(Task details): Number of lines below with the word "filename": state it and write nothing more.

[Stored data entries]
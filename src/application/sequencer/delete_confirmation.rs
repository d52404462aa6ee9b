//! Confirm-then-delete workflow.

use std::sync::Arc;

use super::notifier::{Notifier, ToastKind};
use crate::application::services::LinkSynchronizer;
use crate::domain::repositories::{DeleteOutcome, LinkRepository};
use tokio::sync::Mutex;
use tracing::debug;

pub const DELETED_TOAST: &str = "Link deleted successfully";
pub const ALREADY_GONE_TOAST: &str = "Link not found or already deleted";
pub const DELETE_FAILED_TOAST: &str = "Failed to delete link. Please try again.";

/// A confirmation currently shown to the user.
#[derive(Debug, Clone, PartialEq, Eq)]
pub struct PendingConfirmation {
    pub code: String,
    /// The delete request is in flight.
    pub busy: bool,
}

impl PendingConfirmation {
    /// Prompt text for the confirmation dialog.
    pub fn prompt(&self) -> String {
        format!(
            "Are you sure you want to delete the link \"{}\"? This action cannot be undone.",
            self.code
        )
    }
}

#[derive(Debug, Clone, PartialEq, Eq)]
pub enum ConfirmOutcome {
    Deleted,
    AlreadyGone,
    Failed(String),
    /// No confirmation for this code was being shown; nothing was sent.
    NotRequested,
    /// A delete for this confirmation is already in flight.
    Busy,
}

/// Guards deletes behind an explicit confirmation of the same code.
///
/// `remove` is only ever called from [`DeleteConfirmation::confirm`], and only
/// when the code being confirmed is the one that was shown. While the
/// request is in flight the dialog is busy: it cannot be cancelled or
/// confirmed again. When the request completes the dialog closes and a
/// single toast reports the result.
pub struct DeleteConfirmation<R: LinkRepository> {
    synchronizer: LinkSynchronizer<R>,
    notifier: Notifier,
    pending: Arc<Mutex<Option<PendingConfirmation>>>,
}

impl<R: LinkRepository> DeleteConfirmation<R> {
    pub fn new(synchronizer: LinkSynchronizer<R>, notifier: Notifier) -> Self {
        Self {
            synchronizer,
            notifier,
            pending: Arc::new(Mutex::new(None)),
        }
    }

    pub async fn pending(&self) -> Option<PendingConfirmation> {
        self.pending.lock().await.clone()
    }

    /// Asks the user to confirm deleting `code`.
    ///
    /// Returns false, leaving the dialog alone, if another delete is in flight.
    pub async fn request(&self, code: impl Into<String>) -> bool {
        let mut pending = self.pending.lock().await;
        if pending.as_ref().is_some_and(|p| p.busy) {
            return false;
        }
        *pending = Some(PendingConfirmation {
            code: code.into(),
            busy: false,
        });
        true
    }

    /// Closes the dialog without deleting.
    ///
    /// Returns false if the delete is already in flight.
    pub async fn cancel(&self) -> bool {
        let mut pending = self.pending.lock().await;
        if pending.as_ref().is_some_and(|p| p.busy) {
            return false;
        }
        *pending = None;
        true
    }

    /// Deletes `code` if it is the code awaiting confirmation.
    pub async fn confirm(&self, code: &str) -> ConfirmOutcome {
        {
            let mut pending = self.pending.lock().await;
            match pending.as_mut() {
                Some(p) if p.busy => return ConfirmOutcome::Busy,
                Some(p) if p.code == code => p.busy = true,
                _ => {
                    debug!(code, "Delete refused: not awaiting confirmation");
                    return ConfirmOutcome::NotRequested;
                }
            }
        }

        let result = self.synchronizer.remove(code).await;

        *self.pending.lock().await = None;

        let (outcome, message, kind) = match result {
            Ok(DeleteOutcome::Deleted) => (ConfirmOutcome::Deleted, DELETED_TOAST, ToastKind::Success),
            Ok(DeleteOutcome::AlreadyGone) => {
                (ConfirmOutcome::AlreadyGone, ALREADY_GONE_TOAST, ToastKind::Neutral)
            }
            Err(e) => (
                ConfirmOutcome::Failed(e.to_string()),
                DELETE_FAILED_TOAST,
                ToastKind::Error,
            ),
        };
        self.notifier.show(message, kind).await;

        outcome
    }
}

* * *

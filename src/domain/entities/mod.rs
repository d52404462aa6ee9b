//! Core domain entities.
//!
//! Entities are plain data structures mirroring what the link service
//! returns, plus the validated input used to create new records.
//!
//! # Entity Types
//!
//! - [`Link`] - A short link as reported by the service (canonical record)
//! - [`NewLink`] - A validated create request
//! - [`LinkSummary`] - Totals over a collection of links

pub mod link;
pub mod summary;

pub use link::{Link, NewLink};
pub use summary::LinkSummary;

---

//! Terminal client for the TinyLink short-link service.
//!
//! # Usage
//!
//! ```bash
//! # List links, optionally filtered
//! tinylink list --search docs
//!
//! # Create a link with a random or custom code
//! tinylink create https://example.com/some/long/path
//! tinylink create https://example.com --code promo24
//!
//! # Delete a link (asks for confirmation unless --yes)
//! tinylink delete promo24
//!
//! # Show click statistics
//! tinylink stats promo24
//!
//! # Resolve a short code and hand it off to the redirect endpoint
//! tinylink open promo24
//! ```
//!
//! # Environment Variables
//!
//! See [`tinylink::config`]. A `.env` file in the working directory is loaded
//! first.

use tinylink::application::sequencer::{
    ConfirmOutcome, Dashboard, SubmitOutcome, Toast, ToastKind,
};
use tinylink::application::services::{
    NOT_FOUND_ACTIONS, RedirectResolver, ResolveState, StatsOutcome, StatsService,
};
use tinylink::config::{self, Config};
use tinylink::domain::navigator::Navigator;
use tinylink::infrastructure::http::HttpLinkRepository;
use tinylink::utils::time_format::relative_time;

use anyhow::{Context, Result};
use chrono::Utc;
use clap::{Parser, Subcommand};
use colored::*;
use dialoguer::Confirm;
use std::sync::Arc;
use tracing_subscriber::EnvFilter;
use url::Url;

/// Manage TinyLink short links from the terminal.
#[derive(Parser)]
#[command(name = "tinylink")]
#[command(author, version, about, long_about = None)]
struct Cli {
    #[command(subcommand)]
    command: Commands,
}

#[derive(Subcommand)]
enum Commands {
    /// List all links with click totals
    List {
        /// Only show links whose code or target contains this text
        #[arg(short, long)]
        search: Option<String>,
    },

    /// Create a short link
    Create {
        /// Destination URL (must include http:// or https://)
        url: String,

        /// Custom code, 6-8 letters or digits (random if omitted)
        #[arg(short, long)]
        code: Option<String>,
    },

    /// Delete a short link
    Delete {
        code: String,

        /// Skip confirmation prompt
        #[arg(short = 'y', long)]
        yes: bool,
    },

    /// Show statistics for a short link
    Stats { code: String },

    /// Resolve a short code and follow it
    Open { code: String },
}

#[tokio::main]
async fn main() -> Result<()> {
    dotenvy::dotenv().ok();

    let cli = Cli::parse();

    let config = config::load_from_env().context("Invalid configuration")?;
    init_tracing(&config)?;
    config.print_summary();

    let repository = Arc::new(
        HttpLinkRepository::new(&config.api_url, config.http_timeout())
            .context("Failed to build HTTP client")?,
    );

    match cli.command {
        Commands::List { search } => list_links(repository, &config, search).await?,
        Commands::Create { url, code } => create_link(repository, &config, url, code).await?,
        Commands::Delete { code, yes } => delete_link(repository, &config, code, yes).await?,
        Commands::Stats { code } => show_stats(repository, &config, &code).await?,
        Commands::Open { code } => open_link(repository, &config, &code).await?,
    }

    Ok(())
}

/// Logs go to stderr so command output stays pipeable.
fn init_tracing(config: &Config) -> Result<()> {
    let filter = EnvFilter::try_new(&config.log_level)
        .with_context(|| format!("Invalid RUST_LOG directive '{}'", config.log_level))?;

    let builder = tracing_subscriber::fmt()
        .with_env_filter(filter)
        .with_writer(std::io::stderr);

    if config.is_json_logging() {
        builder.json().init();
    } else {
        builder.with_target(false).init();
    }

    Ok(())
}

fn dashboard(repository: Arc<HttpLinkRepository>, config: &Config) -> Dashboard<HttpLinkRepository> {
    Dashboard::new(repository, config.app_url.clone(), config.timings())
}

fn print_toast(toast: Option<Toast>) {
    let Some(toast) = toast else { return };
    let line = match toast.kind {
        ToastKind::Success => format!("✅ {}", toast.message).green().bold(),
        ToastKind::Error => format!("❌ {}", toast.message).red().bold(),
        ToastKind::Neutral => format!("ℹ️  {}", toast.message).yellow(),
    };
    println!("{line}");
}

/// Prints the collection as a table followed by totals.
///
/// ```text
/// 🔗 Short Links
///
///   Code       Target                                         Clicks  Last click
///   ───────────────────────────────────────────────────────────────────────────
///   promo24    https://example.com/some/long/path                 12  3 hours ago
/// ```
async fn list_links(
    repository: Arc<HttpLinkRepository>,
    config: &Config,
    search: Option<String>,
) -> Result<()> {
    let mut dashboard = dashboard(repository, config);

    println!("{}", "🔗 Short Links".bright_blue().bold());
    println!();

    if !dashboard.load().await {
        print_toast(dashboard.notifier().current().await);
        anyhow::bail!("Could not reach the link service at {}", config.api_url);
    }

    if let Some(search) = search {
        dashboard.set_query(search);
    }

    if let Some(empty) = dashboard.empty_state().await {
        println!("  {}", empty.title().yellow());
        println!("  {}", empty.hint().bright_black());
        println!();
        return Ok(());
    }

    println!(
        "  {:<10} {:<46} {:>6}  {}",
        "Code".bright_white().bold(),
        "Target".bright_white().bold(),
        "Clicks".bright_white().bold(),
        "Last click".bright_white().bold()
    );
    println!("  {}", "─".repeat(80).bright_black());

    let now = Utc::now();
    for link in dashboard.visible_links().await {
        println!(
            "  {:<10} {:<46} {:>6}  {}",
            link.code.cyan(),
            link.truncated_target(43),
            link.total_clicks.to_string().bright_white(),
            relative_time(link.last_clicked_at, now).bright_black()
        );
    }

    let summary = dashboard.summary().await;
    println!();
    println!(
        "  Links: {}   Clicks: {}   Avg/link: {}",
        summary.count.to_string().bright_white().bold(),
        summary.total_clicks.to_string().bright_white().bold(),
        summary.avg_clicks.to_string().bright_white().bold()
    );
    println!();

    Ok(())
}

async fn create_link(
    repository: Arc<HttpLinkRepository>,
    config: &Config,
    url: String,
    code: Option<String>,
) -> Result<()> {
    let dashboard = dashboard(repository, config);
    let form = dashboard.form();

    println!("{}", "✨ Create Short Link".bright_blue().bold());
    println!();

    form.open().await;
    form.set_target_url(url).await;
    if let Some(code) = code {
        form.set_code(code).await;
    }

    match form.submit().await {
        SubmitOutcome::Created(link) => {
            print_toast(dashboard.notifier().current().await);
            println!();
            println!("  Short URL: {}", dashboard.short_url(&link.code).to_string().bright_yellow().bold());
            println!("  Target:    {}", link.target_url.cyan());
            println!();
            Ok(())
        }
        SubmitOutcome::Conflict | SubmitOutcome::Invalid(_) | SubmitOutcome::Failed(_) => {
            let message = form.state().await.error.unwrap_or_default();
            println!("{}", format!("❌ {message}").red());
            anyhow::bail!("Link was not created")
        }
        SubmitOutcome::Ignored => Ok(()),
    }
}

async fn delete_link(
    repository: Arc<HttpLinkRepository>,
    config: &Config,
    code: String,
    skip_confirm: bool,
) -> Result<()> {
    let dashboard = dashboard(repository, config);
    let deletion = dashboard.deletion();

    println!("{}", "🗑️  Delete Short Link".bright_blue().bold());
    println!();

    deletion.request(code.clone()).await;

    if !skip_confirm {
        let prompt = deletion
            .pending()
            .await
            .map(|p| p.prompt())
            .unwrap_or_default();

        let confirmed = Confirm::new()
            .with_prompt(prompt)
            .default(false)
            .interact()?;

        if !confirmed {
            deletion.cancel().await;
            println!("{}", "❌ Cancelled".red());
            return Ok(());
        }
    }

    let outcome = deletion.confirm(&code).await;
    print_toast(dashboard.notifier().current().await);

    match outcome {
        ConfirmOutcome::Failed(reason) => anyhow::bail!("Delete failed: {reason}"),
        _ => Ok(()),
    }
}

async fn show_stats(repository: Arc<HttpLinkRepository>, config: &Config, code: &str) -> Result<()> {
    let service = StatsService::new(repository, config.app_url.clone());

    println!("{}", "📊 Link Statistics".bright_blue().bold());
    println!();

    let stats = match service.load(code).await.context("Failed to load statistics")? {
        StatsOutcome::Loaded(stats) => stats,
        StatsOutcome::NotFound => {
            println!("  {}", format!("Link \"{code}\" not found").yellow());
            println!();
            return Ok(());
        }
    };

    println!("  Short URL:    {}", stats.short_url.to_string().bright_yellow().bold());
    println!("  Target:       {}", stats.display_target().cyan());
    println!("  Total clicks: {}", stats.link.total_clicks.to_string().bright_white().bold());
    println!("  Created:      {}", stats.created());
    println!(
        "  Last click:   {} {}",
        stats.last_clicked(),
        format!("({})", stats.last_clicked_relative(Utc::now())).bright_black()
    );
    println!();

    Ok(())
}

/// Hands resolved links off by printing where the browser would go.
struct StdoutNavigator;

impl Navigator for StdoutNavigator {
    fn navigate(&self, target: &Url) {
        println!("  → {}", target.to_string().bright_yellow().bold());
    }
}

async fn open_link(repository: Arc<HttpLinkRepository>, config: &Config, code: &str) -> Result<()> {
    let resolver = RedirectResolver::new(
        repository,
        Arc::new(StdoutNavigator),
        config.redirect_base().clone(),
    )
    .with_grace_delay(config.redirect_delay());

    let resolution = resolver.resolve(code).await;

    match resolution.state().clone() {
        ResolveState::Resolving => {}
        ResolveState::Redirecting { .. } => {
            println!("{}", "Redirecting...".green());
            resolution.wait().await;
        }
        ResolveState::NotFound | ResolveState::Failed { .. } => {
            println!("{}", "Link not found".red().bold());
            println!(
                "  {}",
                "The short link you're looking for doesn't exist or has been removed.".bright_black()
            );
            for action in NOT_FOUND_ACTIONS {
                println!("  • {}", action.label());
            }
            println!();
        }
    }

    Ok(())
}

(Solved problem): 2